Chen Amy Y, Pavluck Alex, Halpern Michael, Ward Elizabeth
Department of Otolaryngology, Emory University School of Medicine, Atlanta, Georgia, USA.
Head Neck. 2009 Sep;31(9):1137-43. doi: 10.1002/hed.21072.
Treatment at a high-volume facility has been associated with better outcomes in a variety of conditions. The relationship between volume and survival from laryngeal cancer has not been examined previously.
A total of 11,446 early-stage laryngeal cancer patients (1996-1998) who reported to the National Cancer Database (NCDB) were analyzed. Proportional hazards regression was used to assess the relationship between survival and treatment volume controlling for other factors associated with survival.
Treatment at low-volume facilities was associated with a significantly increased likelihood of death (hazard ratio 1.20, 95% CI 1.04-1.38). Surgical resection, as compared with radiation treatment, was associated with lower mortality (HR 0.74, 95% CI 0.69-0.80).
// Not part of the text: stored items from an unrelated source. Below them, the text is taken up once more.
use std::cell::RefCell;
use std::rc::Rc;

use glam::Vec2;
use petalfx::config::FlatConfig;
use petalfx::flat::{FlatField, FlatParticle};
use petalfx::frame::{Effect, FrameClock, FrameDriver, FrameTick, Liveness, MAX_DELTA};
use petalfx::render::{FlatBackground, FlatSurface};

#[test]
fn clock_measures_seconds_between_frames() {
    let mut clock = FrameClock::new();
    let first = clock.tick(5000.0);
    assert_eq!(first.delta, 0.0);
    assert_eq!(first.elapsed, 0.0);
    assert_eq!(first.frame, 0);

    let second = clock.tick(5016.0);
    assert!((second.delta - 0.016).abs() < 1e-6);
    assert!((second.elapsed - 0.016).abs() < 1e-6);
    assert_eq!(second.frame, 1);
}

#[test]
fn long_gaps_and_backwards_time_are_tamed() {
    let mut clock = FrameClock::new();
    clock.tick(0.0);
    let after_gap = clock.tick(10_000.0);
    assert_eq!(after_gap.delta, MAX_DELTA);
    assert!((after_gap.elapsed - 10.0).abs() < 1e-4);

    let backwards = clock.tick(9_000.0);
    assert_eq!(backwards.delta, 0.0);
    assert!(backwards.elapsed >= after_gap.elapsed);
}

#[derive(Default)]
struct Recorder {
    calls: Rc<RefCell<Vec<&'static str>>>,
    ticks: Vec<FrameTick>,
}

impl Effect for Recorder {
    fn update(&mut self, tick: &FrameTick) {
        self.calls.borrow_mut().push("update");
        self.ticks.push(*tick);
    }

    fn render(&mut self) {
        self.calls.borrow_mut().push("render");
    }
}

#[test]
fn driver_updates_before_rendering_each_frame() {
    let recorder = Recorder::default();
    let calls = recorder.calls.clone();
    let mut driver = FrameDriver::new(recorder, Liveness::new());
    for i in 0..3 {
        assert!(driver.step(i as f64 * 16.0));
    }
    assert_eq!(
        *calls.borrow(),
        vec!["update", "render", "update", "render", "update", "render"]
    );
    assert_eq!(driver.effect().ticks.len(), 3);
}

#[test]
fn torn_down_driver_stops() {
    let liveness = Liveness::new();
    let mut driver = FrameDriver::new(Recorder::default(), liveness.clone());
    assert!(driver.step(0.0));
    liveness.tear_down();
    assert!(!driver.step(16.0));
    assert_eq!(driver.effect().ticks.len(), 1);
}

#[test]
fn cached_page_keeps_running_after_hide() {
    let liveness = Liveness::new();
    let mut driver = FrameDriver::new(Recorder::default(), liveness.clone());
    assert!(!liveness.page_hidden(true));
    assert!(liveness.is_alive());
    assert!(driver.step(0.0));

    assert!(liveness.page_hidden(false));
    assert!(!liveness.is_alive());
    assert!(!driver.step(16.0));
}

#[derive(Debug, PartialEq)]
enum Draw {
    Clear(Vec2),
    Circle(Vec2),
    Line(Vec2, Vec2),
}

#[derive(Default)]
struct RecordingSurface(Vec<Draw>);

impl FlatSurface for RecordingSurface {
    fn clear(&mut self, size: Vec2) {
        self.0.push(Draw::Clear(size));
    }

    fn fill_circle(&mut self, center: Vec2, _radius: f32, _rgb: [u8; 3], _alpha: f32) {
        self.0.push(Draw::Circle(center));
    }

    fn stroke_line(&mut self, from: Vec2, to: Vec2, _rgb: [u8; 3], _alpha: f32) {
        self.0.push(Draw::Line(from, to));
    }
}

#[test]
fn constellation_frame_draws_updated_positions() {
    let bounds = Vec2::new(300.0, 200.0);
    let field = FlatField::from_particles(
        FlatConfig::default(),
        bounds,
        vec![
            FlatParticle::new(Vec2::new(10.0, 10.0), Vec2::new(1.0, 0.0), 2.0, 0.5),
            FlatParticle::new(Vec2::new(50.0, 10.0), Vec2::new(-1.0, 0.0), 2.0, 0.5),
        ],
    );
    let mut driver = FrameDriver::new(
        FlatBackground::new(field, RecordingSurface::default()),
        Liveness::new(),
    );
    assert!(driver.step(0.0));
    let a = Vec2::new(11.0, 10.0);
    let b = Vec2::new(49.0, 10.0);
    assert_eq!(
        driver.effect().surface().0,
        vec![Draw::Clear(bounds), Draw::Circle(a), Draw::Circle(b), Draw::Line(a, b)]
    );
}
This study is the first to assess the relationship between survival and treatment volume in laryngeal cancer. Treatment at a high-volume facility is associated with better survival. Surgical treatment rather than radiation was also associated with better survival, although we could not control for confounders that may bias treatment selection.
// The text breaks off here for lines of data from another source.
// SPDX-License-Identifier: Apache-2.0

use std::collections::HashSet;

use indexmap::IndexMap;
use log::debug;

use crate::state::{ChildInst, HierarchyStore};
use crate::{DesignNode, HierPath, ReferenceRegistry};

/// Performs the single depth-first traversal of the elaborated tree,
/// populating the hierarchy store and resolving reference entries as their
/// paths are encountered.
///
/// Each hierarchical path is recorded at most once; revisiting a path still
/// recurses into its body but produces no further side effects.
pub(crate) struct Walker<'a> {
    registry: &'a mut ReferenceRegistry,
    store: HierarchyStore,
    groups: IndexMap<String, Vec<HierPath>>,
    visited: HashSet<HierPath>,
    next_facing_id: usize,
}

impl<'a> Walker<'a> {
    /// Picks up a traversal over previously accumulated state, so that a
    /// design with more than one root is walked as one run.
    pub(crate) fn new(
        registry: &'a mut ReferenceRegistry,
        store: HierarchyStore,
        groups: IndexMap<String, Vec<HierPath>>,
        visited: HashSet<HierPath>,
        next_facing_id: usize,
    ) -> Self {
        Walker {
            registry,
            store,
            groups,
            visited,
            next_facing_id,
        }
    }

    /// Visits one node and everything below it.
    pub(crate) fn visit(&mut self, node: &DesignNode) {
        match node {
            DesignNode::Root { name, children } => {
                debug!("root: {name}");
                for child in children {
                    self.visit(child);
                }
            }
            DesignNode::Instance {
                name,
                def_name,
                path,
                children,
            } => {
                debug!("instance: {name} ({def_name}) at {path}");
                if !self.visited.contains(path) {
                    self.record_instance(path, def_name);
                    self.visited.insert(path.clone());
                }
                for child in children {
                    self.visit(child);
                }
            }
            DesignNode::Port { name, io, path } => {
                debug!("port: {name} ({}) at {path}", io.keyword());
                self.store.scope_mut(path.parent()).record_port(name, io.clone());
            }
            DesignNode::Parameter { name, value, path } => {
                debug!("parameter: {name} = {value} at {path}");
                self.store
                    .scope_mut(path.parent())
                    .record_parameter(name, value);
            }
            DesignNode::Scope { name, children } => {
                debug!("scope: {name}");
                for child in children {
                    self.visit(child);
                }
            }
        }
    }

    /// If `path` is an unresolved reference entry, resolves it, registers the
    /// instance as a child of its parent scope with a fresh facing prefix,
    /// and adds the path to its definition group. Instances the reference
    /// list does not name are traversed but leave no record of their own.
    fn record_instance(&mut self, path: &HierPath, def_name: &str) {
        // The walker has no access to pre-elaboration names, so the original
        // definition name is taken to equal the resolved one.
        let original_name = def_name;
        if !self.registry.resolve(path, def_name, original_name) {
            return;
        }

        self.groups
            .entry(def_name.to_string())
            .or_default()
            .push(path.clone());

        let facing_prefix = format!("fp{}_", self.next_facing_id);
        self.next_facing_id += 1;
        self.store.scope_mut(path.parent()).children.push(ChildInst {
            path: path.clone(),
            def_name: def_name.to_string(),
            original_def_name: original_name.to_string(),
            facing_prefix,
        });
    }

    /// Tears down the walker, handing back everything the traversal built:
    /// the hierarchy store, the definition groups (definition name to
    /// instantiation sites, both in first-visit order), the visited set, and
    /// the next free facing-prefix counter value.
    #[allow(clippy::type_complexity)]
    pub(crate) fn finish(
        self,
    ) -> (
        HierarchyStore,
        IndexMap<String, Vec<HierPath>>,
        HashSet<HierPath>,
        usize,
    ) {
        (self.store, self.groups, self.visited, self.next_facing_id)
    }
}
在大量病例的医疗机构接受治疗与多种疾病的更好治疗效果相关。此前尚未研究过治疗量与喉癌生存率之间的关系。
对向国家癌症数据库(NCDB)报告的11446例早期喉癌患者(1996 - 1998年)进行分析。使用比例风险回归来评估生存率与治疗量之间的关系,并控制其他与生存相关的因素。
在治疗量低的机构接受治疗与死亡可能性显著增加相关(风险比1.20,95%置信区间1.04 - 1.38)。与放射治疗相比,手术切除与较低的死亡率相关(风险比0.74,95%置信区间0.69 - 0.80)。
本研究首次评估了喉癌生存率与治疗量之间的关系。在大量病例的医疗机构接受治疗与更好的生存率相关。手术治疗而非放射治疗也与更好的生存率相关,尽管我们无法控制可能影响治疗选择的混杂因素。